Il santuario mai realizzato
La situazione siciliana è poi complicata dal mistero del santuario dei cetacei. Il protocollo di intesa tra Italia, Malta e Tunisia per la formazione di questa area protetta era stato firmato dall’allora ministro dell’ambiente Alfonso Pecoraro Scanio il 20 novembre del 2007 e la legge del 29 novembre successivo concedeva al Ministero la somma di 20 milioni di euro per l’attuazione dei programmi di intervento per le aree potette, per la difesa del mare e per la tutela della biodiversità nel Canale di Sicilia. Da allora non se ne ha più traccia: “Sappiamo che anche la Tunisia ha firmato e che avrebbe dovuto farlo anche Malta, ma che fine abbia fatto l’accordo e cosa sia successo dei soldi – se sono stati stanziati o meno ed eventualmente per cosa siano stati utilizzati – non se ne ha idea”, denuncia Nicosio. Anche dal Ministero dell’Ambiente tutto tace. Chi non tace sono invece quei siculi che, dopo tante proteste culminate nel “No trivella day” lo scorso 25 agosto proprio a Pantelleria, hanno costituito la rete dei Comitati Notriv Siciliani.

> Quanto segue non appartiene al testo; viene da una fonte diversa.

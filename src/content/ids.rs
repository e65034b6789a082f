use std::fmt;

use serde::{Deserialize, Serialize};

macro_rules! string_id {
    ($(#[$meta:meta])* $name:ident) => {
        $(#[$meta])*
        #[derive(Debug, Clone, PartialEq, Eq, PartialOrd, Ord, Hash, Serialize, Deserialize)]
        #[serde(transparent)]
        pub struct $name(pub String);

        impl $name {
            pub fn new(value: impl Into<String>) -> Self {
                Self(value.into())
            }

            pub fn as_str(&self) -> &str {
                &self.0
            }
        }

        impl fmt::Display for $name {
            fn fmt(&self, f: &mut fmt::Formatter<'_>) -> fmt::Result {
                f.write_str(&self.0)
            }
        }

        impl std::borrow::Borrow<str> for $name {
            fn borrow(&self) -> &str {
                &self.0
            }
        }

        impl From<&str> for $name {
            fn from(value: &str) -> Self {
                Self(value.to_string())
            }
        }

        impl From<String> for $name {
            fn from(value: String) -> Self {
                Self(value)
            }
        }
    };
}

string_id!(ClueId);
string_id!(CharacterId);
string_id!(LocationId);
string_id!(
    /// Dialogue node (one question put to a suspect).
    NodeId
);
string_id!(OptionId);
string_id!(NoteId);
string_id!(ConnectionId);

/// Save slots are addressed by a small integer.
pub type SlotId = u32;

/// What a board item refers to.
#[derive(Debug, Clone, Copy, PartialEq, Eq, Hash, Serialize, Deserialize)]
#[serde(rename_all = "snake_case")]
pub enum ItemKind {
    Clue,
    Character,
}

impl fmt::Display for ItemKind {
    fn fmt(&self, f: &mut fmt::Formatter<'_>) -> fmt::Result {
        match self {
            ItemKind::Clue => f.write_str("clue"),
            ItemKind::Character => f.write_str("character"),
        }
    }
}

/// One side of a deduction-board connection.
#[derive(Debug, Clone, PartialEq, Eq, Hash, Serialize, Deserialize)]
pub struct BoardItem {
    pub id: String,
    pub kind: ItemKind,
}

impl BoardItem {
    pub fn clue(id: &ClueId) -> Self {
        Self {
            id: id.0.clone(),
            kind: ItemKind::Clue,
        }
    }

    pub fn character(id: &CharacterId) -> Self {
        Self {
            id: id.0.clone(),
            kind: ItemKind::Character,
        }
    }
}

impl fmt::Display for BoardItem {
    fn fmt(&self, f: &mut fmt::Formatter<'_>) -> fmt::Result {
        write!(f, "{}:{}", self.kind, self.id)
    }
}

La piattaforma petrolifera ulilizzata dall’ADX sul sito “Lambouka-1” a poco più 13 miglia da Pantelleria in acque tunisine, ha iniziato le sue trivellazioni di ricerca u un fondale di 600 metri raggiungendo la profondità massima di 2786 metri, ecindividuando due due zone idonee allo sfruttamento. Lo riporta nei suoi ultimi comunicati settimanali sull’andamento dei lavori la stessa società, la quale, terminate le operazioni di ricerca, è ora in fase di smobilitazione in attesa di decidere in merito alle successive operazioni di sfruttamento dei giacimenti rinvenuti.